In his latest column in the Herald yesterday, Manheru claimed that the late liberation war icon, Solomon Mujuru - who was widely credited with installing Mugabe as leader of Zanu-PF in exile in the mid 1970s - had become "anti-Mugabe" by the time he died.

Solomon's charred remains were found after a mysterious inferno at his Beatrice Farm nearly four years ago, and his hapless widow, Joice, has since been ruthlessly purged from the leadership of both Zanu-PF and the government - as the ruling party's brutal factionalism escalates.

"At the heart of the whole effort (Zanu-PF ructions) is a whole legacy of internal, anti-Mugabe succession politics left unripe by the late general Mujuru, and whose truculent infrastructure the ejected past Vice President inherited, sometimes willy-nilly.

"Without taking away her own culpable input, there is a way in which Mai Mujuru is a figure of pre-ordination, a real Thomas Hardly female victim-character slowly grinding to a halt amidst a destructive immanent will.

"Whilst she recognised some features of those politics, of that infrastructure, she never quite encompassed both. And with her stalking husband gone, many dangerous goals encrusted onto those politics, an encrustation which in fact had started well before the demise of the General, creating little demons the late departed was seeking and struggling to exorcise, or at least quieten," the voluble and often reliable barometer of Mugabe's and government's thinking wrote.

Commenting on the recent challenge to Mugabe's stewardship of Zanu-PF by a group of party stalwarts that include former Presidential Affairs minister Didymus Mutasa - whom he rubbished to no end in his column - Manheru also alleged that this group was working with the opposition, although this would not be easy.

"Two potential stumbling blocks stand in the way. One is (opposition leader Morgan) Tsvangirai and his MDC. Whilst he might have a longer history of working with this group, both during days of its late founder, and surreptitiously during the days of the inclusive government, there is a feeling of angst in his camp regarding what is likely to follow in the wake of such an amalgamation.

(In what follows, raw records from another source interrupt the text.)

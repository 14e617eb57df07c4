use serde::{Deserialize, Serialize};
use tracing::trace;

use super::roll_width::RollWidth;
use super::strip_plan::Strip;
use crate::math::TOLERANCE;

/// Strips cut from one physical roll.
#[derive(Debug, Clone, PartialEq, Serialize, Deserialize)]
pub struct RollAllocation {
    pub roll_width: RollWidth,
    /// Indices into the plan's strip list, in cutting order.
    pub strips: Vec<usize>,
    pub used_length: f64,
    pub waste_length: f64,
}

impl RollAllocation {
    fn open(roll_width: RollWidth) -> Self {
        Self {
            roll_width,
            strips: Vec::new(),
            used_length: 0.0,
            waste_length: 0.0,
        }
    }
}

/// Packs strips into rolls of `max_roll_length` with first-fit-decreasing.
///
/// Strips are grouped by roll width (narrow first) and never mixed within a
/// roll. Within a group, strips are placed longest first into the first roll
/// with room, opening a new roll when none fits. Equal lengths keep their
/// input order.
#[must_use]
pub fn pack_strips_into_rolls(strips: &[Strip], max_roll_length: f64) -> Vec<RollAllocation> {
    let mut rolls = Vec::new();

    for width in RollWidth::ALL {
        let mut order: Vec<usize> = strips
            .iter()
            .enumerate()
            .filter(|(_, s)| s.roll_width == width)
            .map(|(i, _)| i)
            .collect();
        order.sort_by(|&a, &b| strips[b].strip_length.total_cmp(&strips[a].strip_length));

        let mut group: Vec<RollAllocation> = Vec::new();
        for index in order {
            let length = strips[index].strip_length;
            let slot = group
                .iter()
                .position(|r| r.used_length + length <= max_roll_length + TOLERANCE);
            let roll = match slot {
                Some(slot) => slot,
                None => {
                    group.push(RollAllocation::open(width));
                    group.len() - 1
                }
            };
            group[roll].strips.push(index);
            group[roll].used_length += length;
            trace!(strip = index, roll, %width, length, "strip placed");
        }
        rolls.extend(group);
    }

    for roll in &mut rolls {
        roll.waste_length = (max_roll_length - roll.used_length).max(0.0);
    }
    rolls
}
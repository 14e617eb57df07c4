use super::triangular_stairs;
use crate::geometry::StairFootprint;
use crate::math::distance_2d::point_to_line_dist;
use crate::math::Point2;

/// Leg length difference below which a triangle is laid out as isosceles.
pub(crate) const ISOSCELES_TOLERANCE: f64 = 0.10;

/// Stairs filling a free triangle.
///
/// The longest edge is the base and the opposite vertex the apex. Tread
/// depths grow linearly from `min_depth` at the apex to `max_depth` at the
/// base and are rescaled to sum to the apex height.
pub(super) fn generate(
    vertices: &[Point2; 3],
    step_count: usize,
    min_depth: f64,
    max_depth: f64,
) -> StairFootprint {
    let edge_len = |i: usize| (vertices[(i + 1) % 3] - vertices[i]).norm();
    let base_start = (0..3)
        .max_by(|&a, &b| edge_len(a).total_cmp(&edge_len(b)))
        .unwrap_or(0);

    let base = (vertices[base_start], vertices[(base_start + 1) % 3]);
    let apex = vertices[(base_start + 2) % 3];
    let height = point_to_line_dist(&apex, &base.0, &base.1);

    let leg_a = (base.0 - apex).norm();
    let leg_b = (base.1 - apex).norm();
    let depths = if (leg_a - leg_b).abs() > ISOSCELES_TOLERANCE {
        expanding_depths(step_count, min_depth, max_depth, height)
    } else {
        #[allow(clippy::cast_precision_loss)]
        let even = height / step_count as f64;
        vec![even; step_count]
    };

    let mut fractions = Vec::with_capacity(depths.len());
    let mut acc = 0.0;
    for d in &depths {
        acc += d;
        fractions.push(if height > 0.0 { acc / height } else { 0.0 });
    }
    if let Some(last) = fractions.last_mut() {
        // Absorb rounding so the last tread closes exactly on the base.
        *last = 1.0;
    }

    triangular_stairs(apex, base, &fractions, height)
}

/// Linearly growing tread depths, rescaled to sum to `height`.
pub(crate) fn expanding_depths(step_count: usize, min_depth: f64, max_depth: f64, height: f64) -> Vec<f64> {
    if step_count == 0 {
        return Vec::new();
    }
    if step_count == 1 {
        return vec![height];
    }
    #[allow(clippy::cast_precision_loss)]
    let last = (step_count - 1) as f64;
    let raw: Vec<f64> = (0..step_count)
        .map(|k| {
            #[allow(clippy::cast_precision_loss)]
            let t = k as f64 / last;
            min_depth + (max_depth - min_depth) * t
        })
        .collect();
    let sum: f64 = raw.iter().sum();
    if sum <= 0.0 {
        #[allow(clippy::cast_precision_loss)]
        return vec![height / step_count as f64; step_count];
    }
    raw.iter().map(|d| d * height / sum).collect()
}
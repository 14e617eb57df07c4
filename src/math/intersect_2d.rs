use super::{Point2, Vector2, TOLERANCE};

/// Orientation of the ordered triple `(a, b, c)`.
#[derive(Debug, Clone, Copy, PartialEq, Eq)]
pub enum Orientation {
    CounterClockwise,
    Clockwise,
    Collinear,
}

/// 2D cross product of `b - a` and `c - a`.
#[must_use]
pub fn cross(a: &Point2, b: &Point2, c: &Point2) -> f64 {
    (b.x - a.x) * (c.y - a.y) - (b.y - a.y) * (c.x - a.x)
}

/// Classifies the turn `a → b → c` by the sign of the cross product.
#[must_use]
pub fn orientation(a: &Point2, b: &Point2, c: &Point2) -> Orientation {
    let v = cross(a, b, c);
    if v > TOLERANCE {
        Orientation::CounterClockwise
    } else if v < -TOLERANCE {
        Orientation::Clockwise
    } else {
        Orientation::Collinear
    }
}

/// Strict segment crossing test.
///
/// Returns `true` only when the open segments `a0→a1` and `b0→b1` cross at a
/// single interior point. Touching at an endpoint or running collinearly
/// does not count.
#[must_use]
pub fn segments_cross(a0: &Point2, a1: &Point2, b0: &Point2, b1: &Point2) -> bool {
    let o1 = orientation(a0, a1, b0);
    let o2 = orientation(a0, a1, b1);
    let o3 = orientation(b0, b1, a0);
    let o4 = orientation(b0, b1, a1);

    if [o1, o2, o3, o4].contains(&Orientation::Collinear) {
        return false;
    }
    o1 != o2 && o3 != o4
}

/// Parametric 2D line-line intersection.
///
/// Given lines `p1 + t * d1` and `p2 + u * d2`, returns `(t, u)` if not parallel.
#[must_use]
pub fn line_line_intersect_2d(
    p1: &Point2,
    d1: &Vector2,
    p2: &Point2,
    d2: &Vector2,
) -> Option<(f64, f64)> {
    let denom = d1.x * d2.y - d1.y * d2.x;
    if denom.abs() < TOLERANCE {
        return None;
    }
    let dx = p2.x - p1.x;
    let dy = p2.y - p1.y;
    let t = (dx * d2.y - dy * d2.x) / denom;
    let u = (dx * d1.y - dy * d1.x) / denom;
    Some((t, u))
}

/// Intersection point of the segment `a→b` with the infinite line through
/// `c` and `d`, used by polygon clipping. Returns `a` when parallel.
#[must_use]
pub fn segment_line_intersection(a: &Point2, b: &Point2, c: &Point2, d: &Point2) -> Point2 {
    match line_line_intersect_2d(a, &(b - a), c, &(d - c)) {
        Some((t, _)) => a + (b - a) * t,
        None => *a,
    }
}

#[cfg(test)]
#[allow(clippy::unwrap_used)]
mod tests {
    use super::*;
    use crate::math::pt;

    #[test]
    fn orientation_basic() {
        let a = pt(0.0, 0.0);
        let b = pt(1.0, 0.0);
        assert_eq!(orientation(&a, &b, &pt(0.5, 1.0)), Orientation::CounterClockwise);
        assert_eq!(orientation(&a, &b, &pt(0.5, -1.0)), Orientation::Clockwise);
        assert_eq!(orientation(&a, &b, &pt(2.0, 0.0)), Orientation::Collinear);
    }

    #[test]
    fn crossing_segments() {
        assert!(segments_cross(
            &pt(0.0, 0.0),
            &pt(2.0, 2.0),
            &pt(0.0, 2.0),
            &pt(2.0, 0.0)
        ));
    }

    #[test]
    fn endpoint_touch_is_not_a_crossing() {
        // T-junction: b0 sits on segment a.
        assert!(!segments_cross(
            &pt(0.0, 0.0),
            &pt(2.0, 0.0),
            &pt(1.0, 0.0),
            &pt(1.0, 1.0)
        ));
        // Shared endpoint.
        assert!(!segments_cross(
            &pt(0.0, 0.0),
            &pt(1.0, 1.0),
            &pt(1.0, 1.0),
            &pt(2.0, 0.0)
        ));
    }

    #[test]
    fn disjoint_segments() {
        assert!(!segments_cross(
            &pt(0.0, 0.0),
            &pt(1.0, 0.0),
            &pt(0.0, 1.0),
            &pt(1.0, 1.0)
        ));
    }

    #[test]
    fn line_line_basic() {
        let (t, u) = line_line_intersect_2d(
            &pt(0.0, 0.0),
            &Vector2::new(1.0, 0.0),
            &pt(3.0, -1.0),
            &Vector2::new(0.0, 1.0),
        )
        .unwrap();
        assert!((t - 3.0).abs() < TOLERANCE);
        assert!((u - 1.0).abs() < TOLERANCE);
    }

    #[test]
    fn line_line_parallel() {
        assert!(line_line_intersect_2d(
            &pt(0.0, 0.0),
            &Vector2::new(1.0, 0.0),
            &pt(0.0, 1.0),
            &Vector2::new(2.0, 0.0),
        )
        .is_none());
    }
}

"Tsvangirai fears displacement. So, too, does (MKD leader Simba) Makoni. That angst has taken the form of a new leadership structure which would incorporate Simba Makoni as the second in command in the MDC.

"Always the West's favourite, such an arrangement ensures the resultant government in the event of "victory" will have Simba Makoni at the centre of an envisaged neo-liberal dispensation.

"His initial comments on his readiness to work with the Mujuru group, to which he is linked consanguineously by the way, whilst showing initial hostility, is just a negotiating posture, but one now aligned to the MDC-T or maximum traction," Manheru said.

"The second stumbling block is that of (ZAPU leader Dumiso) Dabengwa.

Ironically, both Dabengwa and Makoni worked closely with the late General Mujuru, but fell apart when the 2008 project collapsed.

"While Dabengwa may have been amenable to overtures mounted through Rugare Gumbo, and developed at the recent wedding of Tshinga Dube's daughter, Dabengwa has problems with some personalities in the emerging equation.

"More significantly, he is realising that his politics of raising fears of insecurity in Matabeleland in the wake of the appointment of the two Vice Presidents, might just help draw people towards his otherwise dying Zapu.

"He wants to engage the group from a position of power, which means engage it while flaunting the southern part of Zimbabwe is in his palm," Manheru added.